Monday, November 03, 2003

Book Notes and a Top Five

All that being said, I wanted to bring up some interesting books I've discovered recently.

First, I read "The Turn of the Screw" over the weekend, which I found interesting, but uneven. (What gall I have, to call Henry James uneven. However...uh, there it is.) James begins this ghost story with a narrative frame: the sharing of ghost stories during a Christmas evening by the fire. One of the guests in attendance sends to his home for a manuscript that he begins reading to the group, and this ushers in the main narrative of the story. However, this frame is never closed. I probably wouldn't have noticed this as glaringly if I hadn't recently read House of Leaves, with it's frame within a frame within a frame structure.

While the main narrative of the novel was interesting, it just seemed rushed and incomplete at the end.

This is the only time I would ever say this, but if you want a good old-school scare, leave "Turn of the Screw" on the shelf, and watch "The Others" with Nicole Kidman. It uses a similar (BUT NOT IDENTICAL) set of circumstances to carry off the effect. If you try to watch this movie instead of reading Turn of the Screw, you are stupid stupid stupid and will fail your exam. They are completely different works, but I was associating the desired effect of the one with the other.

So there's that.

I'm currently reading How to be Alone, a collection of essays by Jonathan Franzen. Which I recommend to English majors, because there are a few essays on the state of the modern novel and the transition from a print culture to a digital one, which provide a lot of food for thought.

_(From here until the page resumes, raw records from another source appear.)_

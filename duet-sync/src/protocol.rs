//! JSON wire protocol shared by the sync client and the relay.
//!
//! Every WebSocket text frame carries one [`Frame`]:
//! ```text
//! ┌────────────┬──────────────────────────────────────────────┐
//! │ kind       │ body                                         │
//! ├────────────┼──────────────────────────────────────────────┤
//! │ "call"     │ id + RelayRequest   {method, params}         │
//! │ "reply"    │ id + RelayResponse  {result, value}          │
//! │ "event"    │ RelayEvent          {event, ...}             │
//! └────────────┴──────────────────────────────────────────────┘
//! ```
//!
//! Document updates and shell events keep the shapes the editor and the
//! Process Runner already speak:
//! - document update: `{clientId, changes}` (changes = yrs v1 update bytes)
//! - shell event: `{type: "spawn", uuid, spawner} | {type: "info", uuid, index, data}`
//! - peer message: `{type: "compile.request" | "compile.append" | ..., ...}`

use std::collections::HashMap;

use serde::{Deserialize, Serialize};
use uuid::Uuid;

/// Relay-assigned connection identity of a peer.
pub type PeerId = Uuid;

/// Channel name used for point-to-point peer messages.
pub const PEER_CHANNEL: &str = "peer";

/// One document operation batch as stored in the relay's room log.
#[derive(Debug, Clone, Serialize, Deserialize, PartialEq, Eq)]
#[serde(rename_all = "camelCase")]
pub struct DocUpdate {
    /// Stable id of the document replica that produced the change.
    pub client_id: Uuid,
    /// Opaque changeset (yrs v1 update).
    pub changes: Vec<u8>,
}

/// A shell-session event as it travels through the relay.
#[derive(Debug, Clone, Serialize, Deserialize, PartialEq, Eq)]
#[serde(tag = "type", rename_all = "lowercase")]
pub enum ShellUpdate {
    /// A peer registered a new shell session it owns.
    Spawn { uuid: Uuid, spawner: PeerId },
    /// Output record `index` of session `uuid`.
    Info { uuid: Uuid, index: usize, data: String },
}

impl ShellUpdate {
    /// Session this event belongs to.
    pub fn session_id(&self) -> Uuid {
        match self {
            ShellUpdate::Spawn { uuid, .. } | ShellUpdate::Info { uuid, .. } => *uuid,
        }
    }
}

/// Messages routed between peers (or dispatched locally) by the `PeerRouter`.
#[derive(Debug, Clone, Serialize, Deserialize, PartialEq, Eq)]
#[serde(tag = "type")]
pub enum PeerMessage {
    /// Ask the receiving peer's Process Runner to compile and run `source`.
    #[serde(rename = "compile.request")]
    CompileRequest { source: String },
    /// Append compiler output on the requesting peer.
    #[serde(rename = "compile.append")]
    CompileAppend { text: String },
    /// Replace the compiler output pane on the requesting peer.
    #[serde(rename = "compile.replace")]
    CompileReplace { text: String },
    /// Keystrokes for the process behind shell `uuid`.
    #[serde(rename = "shell.keystroke")]
    ShellKeystroke { uuid: Uuid, text: String },
}

impl PeerMessage {
    pub fn encode(&self) -> Result<String, ProtocolError> {
        serde_json::to_string(self).map_err(|e| ProtocolError::SerializationError(e.to_string()))
    }

    pub fn decode(text: &str) -> Result<Self, ProtocolError> {
        serde_json::from_str(text).map_err(|e| ProtocolError::DeserializationError(e.to_string()))
    }

    /// Wire tag, for logging.
    pub fn kind(&self) -> &'static str {
        match self {
            PeerMessage::CompileRequest { .. } => "compile.request",
            PeerMessage::CompileAppend { .. } => "compile.append",
            PeerMessage::CompileReplace { .. } => "compile.replace",
            PeerMessage::ShellKeystroke { .. } => "shell.keystroke",
        }
    }
}

/// Display metadata the relay keeps for each connected peer.
#[derive(Debug, Clone, Serialize, Deserialize, PartialEq, Eq)]
pub struct PeerProfile {
    pub name: String,
    /// CSS hex colour, stable for a given peer id.
    pub color: String,
}

impl PeerProfile {
    pub fn new(peer_id: PeerId, name: impl Into<String>) -> Self {
        Self {
            name: name.into(),
            color: peer_color(peer_id),
        }
    }
}

/// Stable, saturated colour derived from a peer id.
pub fn peer_color(peer_id: PeerId) -> String {
    let hue = (peer_id.as_u128() % 360) as f32 / 360.0;
    let (r, g, b) = hsl_to_rgb(hue, 0.7, 0.5);
    format!(
        "#{:02x}{:02x}{:02x}",
        (r * 255.0).round() as u8,
        (g * 255.0).round() as u8,
        (b * 255.0).round() as u8
    )
}

fn hsl_to_rgb(h: f32, s: f32, l: f32) -> (f32, f32, f32) {
    let q = if l < 0.5 { l * (1.0 + s) } else { l + s - l * s };
    let p = 2.0 * l - q;
    (
        hue_to_rgb(p, q, h + 1.0 / 3.0),
        hue_to_rgb(p, q, h),
        hue_to_rgb(p, q, h - 1.0 / 3.0),
    )
}

fn hue_to_rgb(p: f32, q: f32, mut t: f32) -> f32 {
    if t < 0.0 { t += 1.0; }
    if t > 1.0 { t -= 1.0; }
    if t < 1.0 / 6.0 {
        return p + (q - p) * 6.0 * t;
    }
    if t < 1.0 / 2.0 {
        return q;
    }
    if t < 2.0 / 3.0 {
        return p + (q - p) * (2.0 / 3.0 - t) * 6.0;
    }
    p
}

// ───────────────────────────────────────────────────────────────────
// Relay RPC surface
// ───────────────────────────────────────────────────────────────────

/// Relay RPC methods.
#[derive(Debug, Clone, Serialize, Deserialize, PartialEq, Eq)]
#[serde(
    tag = "method",
    content = "params",
    rename_all = "camelCase",
    rename_all_fields = "camelCase"
)]
pub enum RelayRequest {
    /// Join the room `doc_name` under a display name.
    Subscribe { doc_name: String, name: String },
    PushUpdates {
        doc_name: String,
        version: u64,
        updates: Vec<DocUpdate>,
    },
    /// Each stream pulls only its own log; `None` skips that log.
    PullUpdates {
        doc_name: String,
        #[serde(default, skip_serializing_if = "Option::is_none")]
        version: Option<u64>,
        #[serde(default, skip_serializing_if = "Option::is_none")]
        shell_version: Option<u64>,
    },
    PushShellUpdates {
        doc_name: String,
        shell_version: u64,
        shell_updates: Vec<ShellUpdate>,
    },
    GetPeers,
    SendToPrivate {
        to: PeerId,
        channel: String,
        message: String,
    },
}

impl RelayRequest {
    /// RPC method name, for logging and call accounting.
    pub fn method(&self) -> &'static str {
        match self {
            RelayRequest::Subscribe { .. } => "subscribe",
            RelayRequest::PushUpdates { .. } => "pushUpdates",
            RelayRequest::PullUpdates { .. } => "pullUpdates",
            RelayRequest::PushShellUpdates { .. } => "pushShellUpdates",
            RelayRequest::GetPeers => "getPeers",
            RelayRequest::SendToPrivate { .. } => "sendToPrivate",
        }
    }
}

/// Relay RPC results.
#[derive(Debug, Clone, Serialize, Deserialize, PartialEq, Eq)]
#[serde(
    tag = "result",
    content = "value",
    rename_all = "camelCase",
    rename_all_fields = "camelCase"
)]
pub enum RelayResponse {
    Subscribed { self_id: PeerId },
    /// Answer to `pushUpdates` and `pushShellUpdates`.
    Pushed(bool),
    /// `version` and `shell_version` are the room's log lengths when the
    /// pull was served. A log is returned empty if the requested version is
    /// ahead of it.
    Pulled {
        updates: Vec<DocUpdate>,
        shell_updates: Vec<ShellUpdate>,
        version: u64,
        shell_version: u64,
    },
    Peers {
        self_id: PeerId,
        peers: HashMap<PeerId, PeerProfile>,
    },
    Delivered(bool),
    Error { reason: String },
}

/// Events pushed by the relay (or synthesised by the transport for
/// `Open`/`Close`).
#[derive(Debug, Clone, Serialize, Deserialize, PartialEq, Eq)]
#[serde(tag = "event", rename_all = "camelCase")]
pub enum RelayEvent {
    Open,
    NewUpdates,
    NewPeers,
    Message {
        from: PeerId,
        channel: String,
        message: String,
    },
    Close,
}

/// One WebSocket text frame.
#[derive(Debug, Clone, Serialize, Deserialize, PartialEq, Eq)]
#[serde(tag = "kind", rename_all = "camelCase")]
pub enum Frame {
    Call { id: u64, request: RelayRequest },
    Reply { id: u64, response: RelayResponse },
    Event { event: RelayEvent },
}

impl Frame {
    /// Serialize to the JSON text frame.
    pub fn encode(&self) -> Result<String, ProtocolError> {
        serde_json::to_string(self).map_err(|e| ProtocolError::SerializationError(e.to_string()))
    }

    /// Parse a JSON text frame.
    pub fn decode(text: &str) -> Result<Self, ProtocolError> {
        serde_json::from_str(text).map_err(|e| ProtocolError::DeserializationError(e.to_string()))
    }
}

/// Protocol errors.
#[derive(Debug, Clone, PartialEq, Eq, thiserror::Error)]
pub enum ProtocolError {
    #[error("Serialization error: {0}")]
    SerializationError(String),
    #[error("Deserialization error: {0}")]
    DeserializationError(String),
    #[error("Unexpected response to {method}")]
    UnexpectedResponse { method: &'static str },
}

Next up on the ol' bookshelf: Delillo's Underworld, then The Poisonwood Bible, Empire Falls, and finally Infinite Jest. Wish me luck.

And now the top five...


If I were a freshman English Major, and I found a grad who earned a degree in my field (like myself), I would ask him(me) what are five novels I shouldn't miss while I'm in college. And he(I) would respond: "Why that's a very perceptive and well-put question, my brilliant young friend. You are quite a sharp lad, aren't you? And quite handsome, to boot! Why, I'd wager the ladies are clamoring to gain the attentions and affections of a dashing young genius such as yourself, and if they're not, well, they're fools. But to address your question, here are five books that I would recommend. Understand that there are many I'd recommend, but these five come to mind.

--Generation X by Douglas Coupland, besides coining the eponymous term, was a breakthrough debut novel for Coupland, and can really be called a true novel of its time. However, that makes it no less relevant to today's audience. The characters are entertaining and empathetic.
--White Noise by Don Delillo, arguably Delillo's best work, is a beautifully written narrative that, while odd at times, is certainly enjoyable. The first two pages melt like Hershey's chocolate on the tongue, when read aloud.
--Six Characters in Search of an Author is a fascinating play that examines the line between the literal and the literary. Do characters really live when written down? What is the relationship between author and character? A very entertaining dramatic work.
--If on a Winters Night A Traveller by Italo Calvino challenges the notion of what makes a story and its structure. This experimental novel defies the reader to consider the concept of narrative the same way ever again.

"That's four," the Freshman English major would say. "What about the fifth?"

"That's for you to find," says the graduate (me) with a wink.

The freshman then grabs the graduate by the throat and begins to strangle him(me) until the grad throws up his(my) hands in surrender. "Okay, okay. My my, aren't we(you) high strung? Very well, the fifth work. It's hard to say really. If you haven't read Farenheit 451 by Ray Bradbury, you owe it to yourself as a reader to read that vital work. I really like "The Wasteland" by T.S. Eliot. That may just be because of my intense love of footnotes and esoteric poetry. I loved A Heartbreaking Work of Staggering Genius by the smug but justifiably so Dave Eggers. There are several I could suggest."

The freshman begins walking toward him(me) with a blood-thirsty look in his eye. "Tell me what I should read."

The graduate, back-pedalling, begins to sputter. "But there are so many--"

"Say it."

"I couldn't just pick one--"

"Say it."

"After all, each has--"

"SAY IT!!!!"

In a fit of exasperation, the graduate cries out, "FINE, READ BEOWULF!!!!" and then turns and sprints off, knocking over a TA laden down with exams and vanishing behind the explosion of fluttering blue books filling the air.